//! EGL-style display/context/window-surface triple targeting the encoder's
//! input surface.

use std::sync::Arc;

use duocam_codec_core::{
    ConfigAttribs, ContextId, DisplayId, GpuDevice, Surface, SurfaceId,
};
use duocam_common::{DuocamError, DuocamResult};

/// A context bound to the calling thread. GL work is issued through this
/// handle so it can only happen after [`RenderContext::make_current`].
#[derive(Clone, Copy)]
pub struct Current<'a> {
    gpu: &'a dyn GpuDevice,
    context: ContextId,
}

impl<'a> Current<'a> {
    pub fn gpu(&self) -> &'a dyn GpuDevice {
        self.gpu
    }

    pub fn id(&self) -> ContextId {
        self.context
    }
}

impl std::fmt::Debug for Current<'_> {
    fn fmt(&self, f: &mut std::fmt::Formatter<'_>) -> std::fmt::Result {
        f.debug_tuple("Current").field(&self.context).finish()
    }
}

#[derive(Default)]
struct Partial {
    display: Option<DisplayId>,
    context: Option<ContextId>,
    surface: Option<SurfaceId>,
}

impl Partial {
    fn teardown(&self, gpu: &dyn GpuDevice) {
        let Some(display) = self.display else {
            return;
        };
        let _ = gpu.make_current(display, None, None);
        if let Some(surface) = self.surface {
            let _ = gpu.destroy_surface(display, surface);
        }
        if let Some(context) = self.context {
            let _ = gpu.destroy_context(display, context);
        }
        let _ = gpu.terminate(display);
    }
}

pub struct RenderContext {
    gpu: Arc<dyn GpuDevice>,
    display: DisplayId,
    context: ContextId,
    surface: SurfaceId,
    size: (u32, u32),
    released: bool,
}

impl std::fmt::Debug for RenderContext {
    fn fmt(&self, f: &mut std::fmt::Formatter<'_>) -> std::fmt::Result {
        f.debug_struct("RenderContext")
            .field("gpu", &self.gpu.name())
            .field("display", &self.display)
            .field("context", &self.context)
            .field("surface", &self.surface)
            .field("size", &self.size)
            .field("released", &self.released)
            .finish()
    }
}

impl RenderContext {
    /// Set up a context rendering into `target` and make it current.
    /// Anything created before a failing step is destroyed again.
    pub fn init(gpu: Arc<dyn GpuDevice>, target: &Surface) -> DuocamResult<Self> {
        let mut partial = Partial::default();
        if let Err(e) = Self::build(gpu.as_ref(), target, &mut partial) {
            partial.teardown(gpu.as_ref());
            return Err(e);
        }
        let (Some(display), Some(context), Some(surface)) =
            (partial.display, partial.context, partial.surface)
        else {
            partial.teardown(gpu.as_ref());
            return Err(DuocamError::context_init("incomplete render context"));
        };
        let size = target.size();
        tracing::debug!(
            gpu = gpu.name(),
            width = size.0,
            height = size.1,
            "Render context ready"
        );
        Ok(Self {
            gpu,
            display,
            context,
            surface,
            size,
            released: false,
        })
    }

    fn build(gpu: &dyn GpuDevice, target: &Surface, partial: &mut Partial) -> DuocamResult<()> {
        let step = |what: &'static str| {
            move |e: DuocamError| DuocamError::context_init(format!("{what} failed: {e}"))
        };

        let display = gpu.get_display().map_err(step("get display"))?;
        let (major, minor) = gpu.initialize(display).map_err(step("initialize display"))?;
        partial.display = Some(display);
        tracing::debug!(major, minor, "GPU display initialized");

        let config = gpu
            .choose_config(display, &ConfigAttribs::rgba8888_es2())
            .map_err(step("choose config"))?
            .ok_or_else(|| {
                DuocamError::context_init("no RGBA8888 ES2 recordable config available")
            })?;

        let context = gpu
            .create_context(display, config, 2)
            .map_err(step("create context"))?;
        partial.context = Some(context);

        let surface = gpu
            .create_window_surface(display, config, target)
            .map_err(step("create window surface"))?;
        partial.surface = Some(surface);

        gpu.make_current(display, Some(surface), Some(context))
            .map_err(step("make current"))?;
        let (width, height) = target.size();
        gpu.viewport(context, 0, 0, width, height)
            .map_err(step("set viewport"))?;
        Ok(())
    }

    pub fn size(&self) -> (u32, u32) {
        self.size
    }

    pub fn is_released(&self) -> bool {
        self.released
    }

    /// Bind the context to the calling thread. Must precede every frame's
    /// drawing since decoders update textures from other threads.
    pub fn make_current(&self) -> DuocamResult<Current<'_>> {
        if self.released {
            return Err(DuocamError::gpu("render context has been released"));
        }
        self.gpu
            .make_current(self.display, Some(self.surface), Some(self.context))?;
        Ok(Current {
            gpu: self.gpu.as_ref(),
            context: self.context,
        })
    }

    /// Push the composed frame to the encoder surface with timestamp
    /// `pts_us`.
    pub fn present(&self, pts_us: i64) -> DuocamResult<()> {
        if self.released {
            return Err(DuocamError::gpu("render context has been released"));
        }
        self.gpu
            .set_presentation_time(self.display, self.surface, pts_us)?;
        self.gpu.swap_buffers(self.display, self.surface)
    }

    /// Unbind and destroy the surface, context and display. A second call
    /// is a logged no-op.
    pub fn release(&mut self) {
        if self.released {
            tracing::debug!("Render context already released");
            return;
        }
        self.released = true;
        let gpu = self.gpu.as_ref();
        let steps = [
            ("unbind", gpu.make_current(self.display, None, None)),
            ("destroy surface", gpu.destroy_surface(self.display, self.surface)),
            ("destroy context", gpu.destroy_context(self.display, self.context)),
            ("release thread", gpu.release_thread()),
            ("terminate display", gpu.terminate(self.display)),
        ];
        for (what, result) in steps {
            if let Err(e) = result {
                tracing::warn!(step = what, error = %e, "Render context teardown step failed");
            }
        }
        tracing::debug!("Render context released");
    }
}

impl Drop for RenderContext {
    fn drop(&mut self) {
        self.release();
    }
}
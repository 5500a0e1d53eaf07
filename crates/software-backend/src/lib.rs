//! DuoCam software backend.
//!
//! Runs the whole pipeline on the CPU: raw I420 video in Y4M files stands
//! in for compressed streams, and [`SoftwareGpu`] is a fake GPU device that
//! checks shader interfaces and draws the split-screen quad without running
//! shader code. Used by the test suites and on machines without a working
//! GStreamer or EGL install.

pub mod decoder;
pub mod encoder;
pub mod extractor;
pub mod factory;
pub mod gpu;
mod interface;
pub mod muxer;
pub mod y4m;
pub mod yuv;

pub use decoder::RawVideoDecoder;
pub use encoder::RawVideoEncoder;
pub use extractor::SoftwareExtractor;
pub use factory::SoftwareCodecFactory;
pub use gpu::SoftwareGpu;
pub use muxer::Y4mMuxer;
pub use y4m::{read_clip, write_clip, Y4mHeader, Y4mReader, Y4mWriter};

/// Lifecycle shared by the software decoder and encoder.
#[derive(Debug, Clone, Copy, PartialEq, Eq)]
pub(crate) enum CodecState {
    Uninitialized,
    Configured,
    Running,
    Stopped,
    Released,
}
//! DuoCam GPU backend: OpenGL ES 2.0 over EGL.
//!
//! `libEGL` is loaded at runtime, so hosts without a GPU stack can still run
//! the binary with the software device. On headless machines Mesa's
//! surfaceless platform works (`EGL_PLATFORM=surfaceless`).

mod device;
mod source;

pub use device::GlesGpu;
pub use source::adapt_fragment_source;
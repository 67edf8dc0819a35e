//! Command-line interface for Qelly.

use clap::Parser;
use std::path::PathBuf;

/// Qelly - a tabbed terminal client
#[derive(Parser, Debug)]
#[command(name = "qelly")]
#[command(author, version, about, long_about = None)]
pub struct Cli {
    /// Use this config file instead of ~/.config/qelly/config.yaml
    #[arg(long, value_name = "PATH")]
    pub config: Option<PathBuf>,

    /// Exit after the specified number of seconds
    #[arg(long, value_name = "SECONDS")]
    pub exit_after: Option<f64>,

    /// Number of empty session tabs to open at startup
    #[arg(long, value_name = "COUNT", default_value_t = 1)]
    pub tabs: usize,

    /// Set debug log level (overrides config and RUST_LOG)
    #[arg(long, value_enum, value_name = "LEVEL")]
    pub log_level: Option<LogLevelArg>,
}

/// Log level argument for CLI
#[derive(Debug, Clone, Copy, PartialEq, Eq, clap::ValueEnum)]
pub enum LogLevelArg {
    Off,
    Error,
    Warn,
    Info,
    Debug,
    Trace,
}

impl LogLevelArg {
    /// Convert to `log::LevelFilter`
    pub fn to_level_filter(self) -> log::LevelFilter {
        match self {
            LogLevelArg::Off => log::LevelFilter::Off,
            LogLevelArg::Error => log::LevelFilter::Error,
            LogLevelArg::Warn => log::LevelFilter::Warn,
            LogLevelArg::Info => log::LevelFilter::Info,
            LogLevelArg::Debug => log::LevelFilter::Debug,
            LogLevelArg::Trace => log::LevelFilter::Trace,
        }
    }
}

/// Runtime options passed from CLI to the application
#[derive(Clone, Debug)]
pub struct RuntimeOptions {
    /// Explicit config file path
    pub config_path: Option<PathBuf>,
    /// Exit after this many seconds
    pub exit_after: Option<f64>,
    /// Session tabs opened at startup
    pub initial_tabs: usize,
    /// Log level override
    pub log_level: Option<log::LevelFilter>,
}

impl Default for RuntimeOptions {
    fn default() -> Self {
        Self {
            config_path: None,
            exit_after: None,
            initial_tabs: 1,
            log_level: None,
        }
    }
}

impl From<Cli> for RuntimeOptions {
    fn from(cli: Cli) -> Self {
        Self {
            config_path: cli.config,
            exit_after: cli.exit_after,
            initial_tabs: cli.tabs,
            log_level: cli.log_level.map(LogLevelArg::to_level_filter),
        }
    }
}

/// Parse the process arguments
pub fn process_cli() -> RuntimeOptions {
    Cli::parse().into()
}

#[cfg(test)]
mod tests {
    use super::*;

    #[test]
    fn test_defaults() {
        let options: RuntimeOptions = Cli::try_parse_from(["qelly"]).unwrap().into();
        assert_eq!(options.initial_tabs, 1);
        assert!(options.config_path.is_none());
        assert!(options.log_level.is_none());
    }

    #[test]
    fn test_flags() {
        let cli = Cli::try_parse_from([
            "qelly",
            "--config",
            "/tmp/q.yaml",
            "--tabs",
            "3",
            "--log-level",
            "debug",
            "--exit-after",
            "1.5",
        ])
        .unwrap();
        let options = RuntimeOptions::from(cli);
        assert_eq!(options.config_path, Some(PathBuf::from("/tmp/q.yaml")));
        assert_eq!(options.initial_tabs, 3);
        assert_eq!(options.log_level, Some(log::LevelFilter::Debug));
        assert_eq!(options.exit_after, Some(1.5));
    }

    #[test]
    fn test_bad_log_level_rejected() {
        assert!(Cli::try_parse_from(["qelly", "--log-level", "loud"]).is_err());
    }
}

═══

Determine the number of lines in the listing that hold the word "build", and supply that number and nothing further.

2